I mentioned age at the start because the older you get, the less likely you are to kill someone. You mellow with age.

We also know that many homicides are domestics - husbands killing their wives. My suspicion is that because of relaxed sexual mores, people are less likely to go postal when their partner has an affair, and kill them. They just get divorced. People don't get as outraged anymore when they are cuckolded.

The second is that people are shacking up at a later age - an age when they are more mellow. If we consider that a certain amount of homicide must be driven by some sort of sexual anger - males feeling that they have been dishonoured etc - then anything that reduces the "sexual temperature" will reduce the rage that leads to murder.
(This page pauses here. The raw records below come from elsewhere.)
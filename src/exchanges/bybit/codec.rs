use crate::core::config::Credentials;
use crate::core::errors::ExchangeError;
use crate::core::kernel::codec::{
    Channel, OrderBookUpdate, ParseContext, Subscription, WsCodec, WsInbound,
};
use crate::core::kernel::signer::{hmac, Algorithm, DigestEncoding};
use crate::core::types::{conversion, Balances, Kline, Order, Position, Symbol, Ticker, Trade};
use crate::exchanges::bybit::conversions::{
    self, convert_execution, convert_order, convert_order_book, convert_position, convert_ticker,
    convert_wallets, convert_ws_kline, convert_ws_trade,
};
use crate::exchanges::bybit::types::{
    BybitExecution, BybitOrder, BybitOrderBook, BybitPosition, BybitTicker, BybitWallet,
    BybitWsKline, BybitWsTrade,
};
use serde::de::DeserializeOwned;
use serde::Serialize;
use serde_json::{json, Value};
use std::collections::HashMap;
use tokio_tungstenite::tungstenite::Message;

/// Login signatures stay valid this long after the nonce timestamp
const AUTH_EXPIRY_MS: u64 = 10_000;

/// Bybit subscription request structure
#[derive(Debug, Serialize)]
struct BybitSubscription<'a> {
    op: &'static str,
    args: &'a [String],
}

/// Spot order book depth, one of 1, 50 or 200
const ORDER_BOOK_DEPTH: u32 = 50;

/// Bybit V5 WebSocket codec, shared by the public and private endpoints
#[derive(Debug, Clone)]
pub struct BybitCodec {
    timeframes: HashMap<&'static str, &'static str>,
}

impl Default for BybitCodec {
    fn default() -> Self {
        Self::new()
    }
}

impl BybitCodec {
    pub fn new() -> Self {
        Self {
            timeframes: conversions::profile(false).timeframes,
        }
    }

    fn encode_op(&self, op: &'static str, topics: &[String]) -> Result<Message, ExchangeError> {
        let json_str = serde_json::to_string(&BybitSubscription { op, args: topics }).map_err(|e| {
            ExchangeError::SerializationError(format!("Failed to encode {}: {}", op, e))
        })?;
        Ok(Message::Text(json_str))
    }
}

fn data<T: DeserializeOwned>(payload: &Value) -> Result<T, ExchangeError> {
    let data = payload.get("data").ok_or_else(|| {
        ExchangeError::DeserializationError("Bybit message without data".to_string())
    })?;
    conversions::payload(data)
}

fn timestamp(payload: &Value) -> i64 {
    conversion::integer(payload, "ts")
        .or_else(|| conversion::integer(payload, "creationTime"))
        .unwrap_or_default()
}

impl WsCodec for BybitCodec {
    fn name(&self) -> &str {
        "bybit"
    }

    fn market_id(&self, symbol: &str) -> Result<String, ExchangeError> {
        Symbol::parse(symbol)
            .map(|s| s.concatenated())
            .map_err(|e| ExchangeError::InvalidParameters(e.to_string()))
    }

    fn topic(&self, subscription: &Subscription) -> Result<String, ExchangeError> {
        let market_id = || {
            subscription
                .symbol
                .as_deref()
                .ok_or_else(|| {
                    ExchangeError::InvalidParameters(format!(
                        "{} subscription requires a symbol",
                        subscription.channel
                    ))
                })
                .and_then(|symbol| self.market_id(symbol))
        };

        Ok(match &subscription.channel {
            Channel::Ticker => format!("tickers.{}", market_id()?),
            Channel::OrderBook => format!("orderbook.{}.{}", ORDER_BOOK_DEPTH, market_id()?),
            Channel::Trades => format!("publicTrade.{}", market_id()?),
            Channel::Ohlcv { timeframe } => {
                let interval = self.timeframes.get(timeframe.as_str()).ok_or_else(|| {
                    ExchangeError::InvalidParameters(format!(
                        "bybit does not support timeframe {}",
                        timeframe
                    ))
                })?;
                format!("kline.{}.{}", interval, market_id()?)
            }
            // account topics are not per symbol
            Channel::Balance => "wallet".to_string(),
            Channel::Orders => "order".to_string(),
            Channel::MyTrades => "execution".to_string(),
            Channel::Positions => "position".to_string(),
        })
    }

    fn encode_subscription(&self, topics: &[String]) -> Result<Message, ExchangeError> {
        self.encode_op("subscribe", topics)
    }

    fn encode_unsubscription(&self, topics: &[String]) -> Result<Message, ExchangeError> {
        self.encode_op("unsubscribe", topics)
    }

    /// `{"op":"auth","args":[key, expires, hex(hmac_sha256(secret, "GET/realtime" + expires))]}`
    fn encode_auth(&self, credentials: &Credentials, nonce: u64) -> Result<Message, ExchangeError> {
        let expires = nonce + AUTH_EXPIRY_MS;
        let signature = hmac(
            Algorithm::Sha256,
            DigestEncoding::Hex,
            credentials.secret().as_bytes(),
            format!("GET/realtime{}", expires).as_bytes(),
        )?;
        Ok(Message::Text(
            json!({
                "op": "auth",
                "args": [credentials.api_key(), expires, signature],
            })
            .to_string(),
        ))
    }

    fn encode_ping(&self) -> Option<Message> {
        Some(Message::Text(r#"{"op":"ping"}"#.to_string()))
    }

    fn decode_message(&self, message: &Message) -> Result<Option<WsInbound>, ExchangeError> {
        let Message::Text(text) = message else {
            // Bybit uses text messages only
            return Ok(None);
        };
        let value: Value = serde_json::from_str(text).map_err(|e| {
            ExchangeError::DeserializationError(format!("Invalid Bybit message: {}", e))
        })?;

        if let Some(topic) = value.get("topic").and_then(Value::as_str) {
            return Ok(Some(WsInbound::Data {
                topic: topic.to_string(),
                payload: value,
            }));
        }

        let op = value.get("op").and_then(Value::as_str).unwrap_or_default();
        let success = value.get("success").and_then(Value::as_bool);
        let ret_msg = conversion::string(&value, "ret_msg").unwrap_or_default();

        Ok(match (op, success) {
            ("auth", Some(true)) => Some(WsInbound::Authenticated),
            ("auth", _) => Some(WsInbound::AuthFailed(ret_msg)),
            ("pong", _) => Some(WsInbound::Pong),
            ("ping", _) if ret_msg == "pong" => Some(WsInbound::Pong),
            ("subscribe" | "unsubscribe", Some(true)) => Some(WsInbound::Ack),
            ("subscribe" | "unsubscribe", _) => Some(WsInbound::Rejected(ret_msg)),
            _ => None,
        })
    }

    fn parse_ticker(&self, payload: &Value, ctx: &ParseContext<'_>) -> Result<Vec<Ticker>, ExchangeError> {
        let ticker: BybitTicker = data(payload)?;
        let symbol = ctx.symbol_or(Some(&ticker.symbol));
        Ok(vec![convert_ticker(&ticker, &symbol, timestamp(payload))])
    }

    fn parse_order_book(
        &self,
        payload: &Value,
        ctx: &ParseContext<'_>,
    ) -> Result<OrderBookUpdate, ExchangeError> {
        let book: BybitOrderBook = data(payload)?;
        let symbol = ctx.symbol_or(Some(&book.symbol));
        let book = convert_order_book(&book, &symbol, timestamp(payload));
        Ok(match payload.get("type").and_then(Value::as_str) {
            Some("snapshot") => OrderBookUpdate::Snapshot(book),
            _ => OrderBookUpdate::Delta(book),
        })
    }

    fn parse_trades(&self, payload: &Value, ctx: &ParseContext<'_>) -> Result<Vec<Trade>, ExchangeError> {
        let trades: Vec<BybitWsTrade> = data(payload)?;
        trades
            .iter()
            .map(|trade| convert_ws_trade(trade, &ctx.symbol_or(Some(&trade.symbol))))
            .collect()
    }

    fn parse_ohlcv(&self, payload: &Value, ctx: &ParseContext<'_>) -> Result<Vec<Kline>, ExchangeError> {
        let klines: Vec<BybitWsKline> = data(payload)?;
        let symbol = ctx.symbol_or(None);
        klines
            .iter()
            .map(|kline| {
                let timeframe = match &ctx.subscription.channel {
                    Channel::Ohlcv { timeframe } => timeframe.as_str(),
                    _ => kline.interval.as_str(),
                };
                convert_ws_kline(kline, &symbol, timeframe)
            })
            .collect()
    }

    fn parse_balance(&self, payload: &Value, _ctx: &ParseContext<'_>) -> Result<Balances, ExchangeError> {
        let wallets: Vec<BybitWallet> = data(payload)?;
        Ok(convert_wallets(&wallets, Some(timestamp(payload))))
    }

    fn parse_orders(&self, payload: &Value, ctx: &ParseContext<'_>) -> Result<Vec<Order>, ExchangeError> {
        let orders: Vec<BybitOrder> = data(payload)?;
        Ok(orders
            .iter()
            .map(|order| convert_order(order, &ctx.markets.symbol(&order.symbol)))
            .collect())
    }

    fn parse_my_trades(
        &self,
        payload: &Value,
        ctx: &ParseContext<'_>,
    ) -> Result<Vec<Trade>, ExchangeError> {
        let executions: Vec<BybitExecution> = data(payload)?;
        executions
            .iter()
            .map(|execution| convert_execution(execution, &ctx.markets.symbol(&execution.symbol)))
            .collect()
    }

    fn parse_positions(
        &self,
        payload: &Value,
        ctx: &ParseContext<'_>,
    ) -> Result<Vec<Position>, ExchangeError> {
        let positions: Vec<BybitPosition> = data(payload)?;
        positions
            .iter()
            .map(|position| convert_position(position, &ctx.markets.symbol(&position.symbol)))
            .collect()
    }
}

#[cfg(test)]
mod tests {
    use super::*;
    use crate::core::kernel::codec::MarketIndex;
    use crate::core::types::OrderStatus;

    fn text(message: &Message) -> &str {
        message.to_text().unwrap()
    }

    fn decode(raw: &str) -> Option<WsInbound> {
        BybitCodec::new()
            .decode_message(&Message::Text(raw.to_string()))
            .unwrap()
    }

    #[test]
    fn test_topics() {
        let codec = BybitCodec::new();
        let topic = |channel, symbol| codec.topic(&Subscription::new(channel, symbol)).unwrap();

        assert_eq!(topic(Channel::Ticker, Some("BTC/USDT")), "tickers.BTCUSDT");
        assert_eq!(topic(Channel::OrderBook, Some("BTC/USDT")), "orderbook.50.BTCUSDT");
        assert_eq!(topic(Channel::Trades, Some("ETH/USDT")), "publicTrade.ETHUSDT");
        assert_eq!(
            topic(Channel::Ohlcv { timeframe: "1h".into() }, Some("BTC/USDT")),
            "kline.60.BTCUSDT"
        );
        assert_eq!(topic(Channel::Orders, Some("BTC/USDT")), "order");
        assert_eq!(topic(Channel::Balance, None), "wallet");

        assert!(codec
            .topic(&Subscription::new(Channel::Ticker, None))
            .is_err());
        assert!(codec
            .topic(&Subscription::new(Channel::Ohlcv { timeframe: "7m".into() }, Some("BTC/USDT")))
            .is_err());
    }

    #[test]
    fn test_subscription_frame() {
        let frame = BybitCodec::new()
            .encode_subscription(&["tickers.BTCUSDT".to_string()])
            .unwrap();
        assert_eq!(text(&frame), r#"{"op":"subscribe","args":["tickers.BTCUSDT"]}"#);
    }

    #[test]
    fn test_auth_frame_signature() {
        let credentials = Credentials::new("key", "secret");
        let frame = BybitCodec::new()
            .encode_auth(&credentials, 1_700_000_000_000)
            .unwrap();
        let value: Value = serde_json::from_str(text(&frame)).unwrap();

        let expected = hmac(
            Algorithm::Sha256,
            DigestEncoding::Hex,
            b"secret",
            b"GET/realtime1700000010000",
        )
        .unwrap();
        assert_eq!(value["op"], "auth");
        assert_eq!(value["args"][0], "key");
        assert_eq!(value["args"][1], 1_700_000_010_000_u64);
        assert_eq!(value["args"][2], expected.as_str());
    }

    #[test]
    fn test_control_frames() {
        assert_eq!(
            decode(r#"{"success":true,"ret_msg":"","op":"auth","conn_id":"x"}"#),
            Some(WsInbound::Authenticated)
        );
        assert_eq!(
            decode(r#"{"success":false,"ret_msg":"Params Error","op":"auth","conn_id":"x"}"#),
            Some(WsInbound::AuthFailed("Params Error".to_string()))
        );
        assert_eq!(
            decode(r#"{"success":true,"ret_msg":"subscribe","conn_id":"x","op":"subscribe"}"#),
            Some(WsInbound::Ack)
        );
        assert_eq!(
            decode(r#"{"success":true,"ret_msg":"pong","conn_id":"x","op":"ping"}"#),
            Some(WsInbound::Pong)
        );
        assert_eq!(decode(r#"{"op":"pong","args":["1"]}"#), Some(WsInbound::Pong));
        assert_eq!(decode(r#"{"hello":"there"}"#), None);
        assert!(BybitCodec::new()
            .decode_message(&Message::Text("{oops".to_string()))
            .is_err());
    }

    #[test]
    fn test_order_book_snapshot_and_delta() {
        let codec = BybitCodec::new();
        let subscription = Subscription::new(Channel::OrderBook, Some("BTC/USDT"));
        let markets = MarketIndex::default();
        let ctx = ParseContext {
            subscription: &subscription,
            markets: &markets,
        };

        let snapshot: Value = serde_json::from_str(
            r#"{"topic":"orderbook.50.BTCUSDT","type":"snapshot","ts":1672304484978,
                "data":{"s":"BTCUSDT","b":[["16493.50","0.006"]],"a":[["16611.00","0.029"]],"u":18521288,"seq":7961638724}}"#,
        )
        .unwrap();
        match codec.parse_order_book(&snapshot, &ctx).unwrap() {
            OrderBookUpdate::Snapshot(book) => {
                assert_eq!(book.symbol, "BTC/USDT");
                assert_eq!(book.nonce, Some(18_521_288));
                assert_eq!(book.timestamp, 1_672_304_484_978);
                assert_eq!(book.bids.len(), 1);
            }
            other => panic!("expected snapshot, got {:?}", other),
        }

        let delta: Value = serde_json::from_str(
            r#"{"topic":"orderbook.50.BTCUSDT","type":"delta","ts":1672304484979,
                "data":{"s":"BTCUSDT","b":[],"a":[["16611.00","0"]],"u":18521289,"seq":7961638725}}"#,
        )
        .unwrap();
        assert!(matches!(
            codec.parse_order_book(&delta, &ctx).unwrap(),
            OrderBookUpdate::Delta(_)
        ));
    }

    #[test]
    fn test_private_order_uses_market_index() {
        let subscription = Subscription::new(Channel::Orders, None);
        let mut markets = MarketIndex::default();
        markets.insert("BTCUSDT", "BTC/USDT");
        let ctx = ParseContext {
            subscription: &subscription,
            markets: &markets,
        };

        let payload: Value = serde_json::from_str(
            r#"{"id":"1","topic":"order","creationTime":1672364262474,"data":[{
                "symbol":"BTCUSDT","orderId":"5cf98598","side":"Buy","orderType":"Limit",
                "price":"16500","qty":"0.1","cumExecQty":"0.1","leavesQty":"0","avgPrice":"16500",
                "orderStatus":"Filled","orderLinkId":"","createdTime":"1672364262444"}]}"#,
        )
        .unwrap();
        let orders = BybitCodec::new().parse_orders(&payload, &ctx).unwrap();
        assert_eq!(orders[0].symbol, "BTC/USDT");
        assert_eq!(orders[0].status, Some(OrderStatus::Closed));
        assert_eq!(orders[0].client_order_id, None);
    }
}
I also think that the use of knives must be a factor. Stabbing someone is a bloody, messy business - much messier than beating them to death. I am going out on a long bough here, but I reckon that a lot of stabbings end up short of murder because the stabber chickens out after sticking the blade in once. It takes a special type of person to go on stabbing after they feel the knife go in the first time, and the blood come out. We did a bit of bayonet training when I was a chocko, and we had to be desensitized to sticking a bayonet into the guts of another person. It actually takes quite a bit of training to get a normal human being used to the idea of sticking another human. I have enough trouble slitting the throats of sheep - a person would be another ball game entirely.

A firearm on the other hand can be pretty terminal quite quickly - one blast from a shotgun, and it is all over. However, with a knife, unless you are a good stabber, it's likely you'll need to poke more than one hole in your victim before they keel over - and I reckon a lot of people would give up at one, leaving a wound that can be sewn up in emergency. It would be worth looking at the number of women being locked up for GBH with a knife - a lot might have intended to kill their hubby, but couldn't go through with it after that first stab.

Same goes for beating someone. With a gun, it's pretty easy to tell when someone is dead - or to make them dead. With a beating, it's hard to draw a line between "thumping a lesson into the woman" and "oh dear, that was one blow too many". A man in a drunken rage can cross that line and beat a woman to death because it's nasty, but not bloody like a knife attack. Sticking a knife in can result in instant remorse; whereas a punch to the head does not have the same impact.

The final factor must have something to do with the greater emphasis on dealing with domestic violence. The easiest way to stop a mad husband from beating his wife to death is to remove the wife (or husband) from the home. The skyrocketing rate of divorce over the last 30 years might have helped reduce domestic homicide - women just don't hang around to get beaten up. The fact that the Family Court also financially rapes men in order to set ex-wives up with a semblance of financial security allows wives to leave without fear of living on the breadline.

I'll be interested to see where the Law of Unintended Consequences takes us with this. There has been a lot of emphasis on reducing knife crime and carrying of knives of late - I wonder if the result will be fewer non-fatal stabbings but more fatal bashings?